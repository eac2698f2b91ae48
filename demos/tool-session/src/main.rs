//! Line-oriented tool session over the in-process service.
//!
//! Reads one JSON request per line from stdin and writes one JSON response
//! per line to stdout:
//!
//! ```text
//! {"tool": "create_bell_pair_circuit", "arguments": {}}
//! {"tool": "list_tools"}
//! {"resource": "amazon-braket://devices"}
//! ```
//!
//! Logs go to stderr; set `RUST_LOG=braket_tools=debug` for more.

use braket_tools::ToolRouter;
use serde_json::{Value, json};
use tokio::io::{AsyncBufReadExt, AsyncWriteExt, BufReader};
use tracing_subscriber::EnvFilter;

fn failure(error: String, error_type: &str) -> Value {
    json!({"success": false, "error": error, "error_type": error_type})
}

async fn respond(router: &ToolRouter, line: &str) -> Value {
    let request: Value = match serde_json::from_str(line) {
        Ok(v) => v,
        Err(err) => {
            return failure(format!("bad request: {err}"), "ValidationError");
        }
    };

    if let Some(uri) = request.get("resource").and_then(Value::as_str) {
        return match router.read_resource(uri).await {
            Ok(doc) => doc,
            Err(err) => failure(err.to_string(), err.kind()),
        };
    }
    match request.get("tool").and_then(Value::as_str) {
        Some("list_tools") => json!({ "tools": router.list_tools() }),
        Some(name) => {
            let arguments = request.get("arguments").cloned().unwrap_or(Value::Null);
            router.handle_tool_call(name, arguments).await
        }
        None => failure(
            "request needs a 'tool' or 'resource' field".to_string(),
            "ValidationError",
        ),
    }
}

#[tokio::main]
async fn main() -> std::io::Result<()> {
    tracing_subscriber::fmt()
        .with_env_filter(
            EnvFilter::try_from_default_env().unwrap_or_else(|_| EnvFilter::new("braket_tools=info")),
        )
        .with_writer(std::io::stderr)
        .init();

    let router = ToolRouter::local();
    let mut lines = BufReader::new(tokio::io::stdin()).lines();
    let mut stdout = tokio::io::stdout();

    while let Some(line) = lines.next_line().await? {
        if line.trim().is_empty() {
            continue;
        }
        let response = respond(&router, &line).await;
        stdout.write_all(response.to_string().as_bytes()).await?;
        stdout.write_all(b"\n").await?;
        stdout.flush().await?;
    }
    Ok(())
}
impl<D: GlDriver> GlContext<D> {
    /// Validates the driver version, queries device limits and applies `init`.
    pub fn with_driver(mut driver: D, init: GlInit) -> Result<Self> {
        let version = driver.version();
        if version < init.min_version {
            return Err(GfxError::Init {
                reason: format!(
                    "OpenGL {}.{} reported, {}.{} required",
                    version.0, version.1, init.min_version.0, init.min_version.1
                ),
            });
        }

        let query = |pname: u32| u32::try_from(driver.get_integer(pname)).unwrap_or(0);
        let max_color_attachments = (query(glow::MAX_COLOR_ATTACHMENTS) as usize).min(FramebufferAttachment::MAX_COLOR);
        let limits = GlLimits {
            max_draw_buffers: (query(glow::MAX_DRAW_BUFFERS) as usize).min(max_color_attachments),
            max_color_attachments,
            max_vertex_attributes: query(glow::MAX_VERTEX_ATTRIBS),
            max_texture_units: query(glow::MAX_COMBINED_TEXTURE_IMAGE_UNITS),
        };
        if limits.max_vertex_attributes == 0 || limits.max_texture_units == 0 {
            return Err(GfxError::Init {
                reason: format!("driver reports unusable limits: {limits:?}"),
            });
        }

        info!(
            "OpenGL {}.{}: {} draw buffers, {} color attachments, {} vertex attributes, {} texture units",
            version.0,
            version.1,
            limits.max_draw_buffers,
            limits.max_color_attachments,
            limits.max_vertex_attributes,
            limits.max_texture_units,
        );

        let c = init.clear_color;
        driver.clear_color(c.x, c.y, c.z, c.w);

        Ok(Self {
            driver,
            handles: HandleTable::new(),
            limits,
            shaders: HashMap::new(),
            programs: HashMap::new(),
            buffers: HashMap::new(),
            vertex_arrays: HashMap::new(),
            framebuffers: HashMap::new(),
            active_program: None,
            draw_framebuffer: None,
            read_framebuffer: None,
            texture_units: HashMap::new(),
            active_unit: 0,
            // GL default.
            unpack_alignment: 4,
        })
    }

    pub fn limits(&self) -> GlLimits {
        self.limits
    }

    /// Live handles and the native names behind them.
    pub fn handles(&self) -> &HandleTable<NativeName> {
        &self.handles
    }

    pub fn driver(&self) -> &D {
        &self.driver
    }

    pub fn driver_mut(&mut self) -> &mut D {
        &mut self.driver
    }

    /// Attachments recorded on `framebuffer`, ordered by attachment point.
    pub fn attachments(&self, framebuffer: Handle) -> Result<Vec<(FramebufferAttachment, Handle)>> {
        self.native("attachments", framebuffer, ResourceKind::Framebuffer)?;
        Ok(self
            .framebuffers
            .get(&framebuffer)
            .map(|points| points.iter().map(|(a, t)| (*a, *t)).collect())
            .unwrap_or_default())
    }

    /// Attribute slots configured on `vao`, ordered by index.
    pub fn attributes(&self, vao: Handle) -> Result<Vec<AttributeBinding>> {
        self.native("attributes", vao, ResourceKind::VertexArray)?;
        Ok(self
            .vertex_arrays
            .get(&vao)
            .map(|slots| slots.values().copied().collect())
            .unwrap_or_default())
    }

    /// Framebuffer bound on `target`; `None` is the default framebuffer.
    ///
    /// For `Both` the draw binding is reported.
    pub fn bound_framebuffer(&self, target: FramebufferTarget) -> Option<Handle> {
        match target {
            FramebufferTarget::Read => self.read_framebuffer,
            FramebufferTarget::Draw | FramebufferTarget::Both => self.draw_framebuffer,
        }
    }

    /// Texture bound on unit `slot`, if any.
    pub fn texture_in_slot(&self, slot: u32) -> Option<Handle> {
        self.texture_units.get(&slot).copied()
    }

    // ── helpers ──────────────────────────────────────────────────────────

    fn native(&self, call: &'static str, handle: Handle, kind: ResourceKind) -> Result<NativeName> {
        self.handles
            .resolve_kind(handle, kind)
            .map_err(|e| GfxError::from_handle(call, e))
    }

    fn release(&mut self, call: &'static str, handle: Handle, kind: ResourceKind) -> Result<NativeName> {
        self.handles
            .release_kind(handle, kind)
            .map_err(|e| GfxError::from_handle(call, e))
    }

    /// Registers a freshly created native object. If no handle can be issued
    /// the object is deleted again so nothing leaks.
    fn register(&mut self, call: &'static str, kind: ResourceKind, native: NativeName) -> Result<Handle> {
        match self.handles.allocate(kind, native) {
            Ok(handle) => {
                debug!("{call}: {kind} {handle} -> native {native}");
                Ok(handle)
            }
            Err(err) => {
                self.delete_native(kind, native);
                Err(GfxError::from_handle(call, err))
            }
        }
    }

    fn delete_native(&mut self, kind: ResourceKind, native: NativeName) {
        match kind {
            ResourceKind::Shader => self.driver.delete_shader(native),
            ResourceKind::Program => self.driver.delete_program(native),
            ResourceKind::Buffer => self.driver.delete_buffer(native),
            ResourceKind::VertexArray => self.driver.delete_vertex_array(native),
            ResourceKind::Texture => self.driver.delete_texture(native),
            ResourceKind::Framebuffer => self.driver.delete_framebuffer(native),
        }
    }

    fn texture_on_active_unit(&self, call: &'static str) -> Result<Handle> {
        self.texture_units
            .get(&self.active_unit)
            .copied()
            .ok_or_else(|| GfxError::state(call, format!("no texture bound on unit {}", self.active_unit)))
    }

    fn check_unit(&self, call: &'static str, slot: u32) -> Result<()> {
        if slot >= self.limits.max_texture_units {
            return Err(GfxError::invalid(
                call,
                "slot",
                format!("unit {slot} exceeds the {} units supported", self.limits.max_texture_units),
            ));
        }
        Ok(())
    }

    fn create_buffer(
        &mut self,
        call: &'static str,
        vao: Handle,
        usage: BufferUsage,
        size: usize,
        data: Option<&[u8]>,
    ) -> Result<Handle> {
        let vao_native = self.native(call, vao, ResourceKind::VertexArray)?;
        let size_native = native_int(call, "size", size)?;

        let buffer = self
            .driver
            .create_buffer()
            .map_err(|message| GfxError::Driver { call, message })?;
        self.driver.bind_vertex_array(Some(vao_native));
        self.driver.bind_array_buffer(Some(buffer));
        match data {
            Some(bytes) => self.driver.buffer_data(bytes, usage.to_gl()),
            None => self.driver.buffer_storage_size(size_native, usage.to_gl()),
        }
        self.driver.bind_array_buffer(None);
        self.driver.bind_vertex_array(None);

        let handle = self.register(call, ResourceKind::Buffer, buffer)?;
        self.buffers.insert(handle, BufferState { usage, capacity: size });
        Ok(handle)
    }
}

impl<D: GlDriver> Drop for GlContext<D> {
    fn drop(&mut self) {
        if !self.handles.is_empty() {
            warn!("graphics context dropped with {} live resources", self.handles.len());
        }
    }
}

fn native_int(call: &'static str, argument: &'static str, value: usize) -> Result<i32> {
    i32::try_from(value).map_err(|_| GfxError::invalid(call, argument, format!("{value} exceeds the native integer range")))
}

fn native_uint(call: &'static str, argument: &'static str, value: u32) -> Result<i32> {
    i32::try_from(value).map_err(|_| GfxError::invalid(call, argument, format!("{value} exceeds the native integer range")))
}

/// Bytes `glTexImage2D` reads for an image of the given shape.
///
/// Every row but the last is padded to `alignment`.
fn upload_size(width: u32, height: u32, format: PixelFormat, ty: PixelType, alignment: u32) -> usize {
    if width == 0 || height == 0 {
        return 0;
    }
    let row = width as usize * format.components() * ty.size();
    let alignment = alignment as usize;
    let padded = row.div_ceil(alignment) * alignment;
    padded * (height as usize - 1) + row
}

===============

To do: Word for word, repeat the data from its first line through the line with "let mut stdout = tokio::io::stdout();", including both of those lines and no others.

Solution to this problem:
repository eac2698f2b91ae48
filename demos/tool-session/src/main.rs
//! Line-oriented tool session over the in-process service.
//!
//! Reads one JSON request per line from stdin and writes one JSON response
//! per line to stdout:
//!
//! ```text
//! {"tool": "create_bell_pair_circuit", "arguments": {}}
//! {"tool": "list_tools"}
//! {"resource": "amazon-braket://devices"}
//! ```
//!
//! Logs go to stderr; set `RUST_LOG=braket_tools=debug` for more.

use braket_tools::ToolRouter;
use serde_json::{Value, json};
use tokio::io::{AsyncBufReadExt, AsyncWriteExt, BufReader};
use tracing_subscriber::EnvFilter;

fn failure(error: String, error_type: &str) -> Value {
    json!({"success": false, "error": error, "error_type": error_type})
}

async fn respond(router: &ToolRouter, line: &str) -> Value {
    let request: Value = match serde_json::from_str(line) {
        Ok(v) => v,
        Err(err) => {
            return failure(format!("bad request: {err}"), "ValidationError");
        }
    };

    if let Some(uri) = request.get("resource").and_then(Value::as_str) {
        return match router.read_resource(uri).await {
            Ok(doc) => doc,
            Err(err) => failure(err.to_string(), err.kind()),
        };
    }
    match request.get("tool").and_then(Value::as_str) {
        Some("list_tools") => json!({ "tools": router.list_tools() }),
        Some(name) => {
            let arguments = request.get("arguments").cloned().unwrap_or(Value::Null);
            router.handle_tool_call(name, arguments).await
        }
        None => failure(
            "request needs a 'tool' or 'resource' field".to_string(),
            "ValidationError",
        ),
    }
}

#[tokio::main]
async fn main() -> std::io::Result<()> {
    tracing_subscriber::fmt()
        .with_env_filter(
            EnvFilter::try_from_default_env().unwrap_or_else(|_| EnvFilter::new("braket_tools=info")),
        )
        .with_writer(std::io::stderr)
        .init();

    let router = ToolRouter::local();
    let mut lines = BufReader::new(tokio::io::stdin()).lines();
    let mut stdout = tokio::io::stdout();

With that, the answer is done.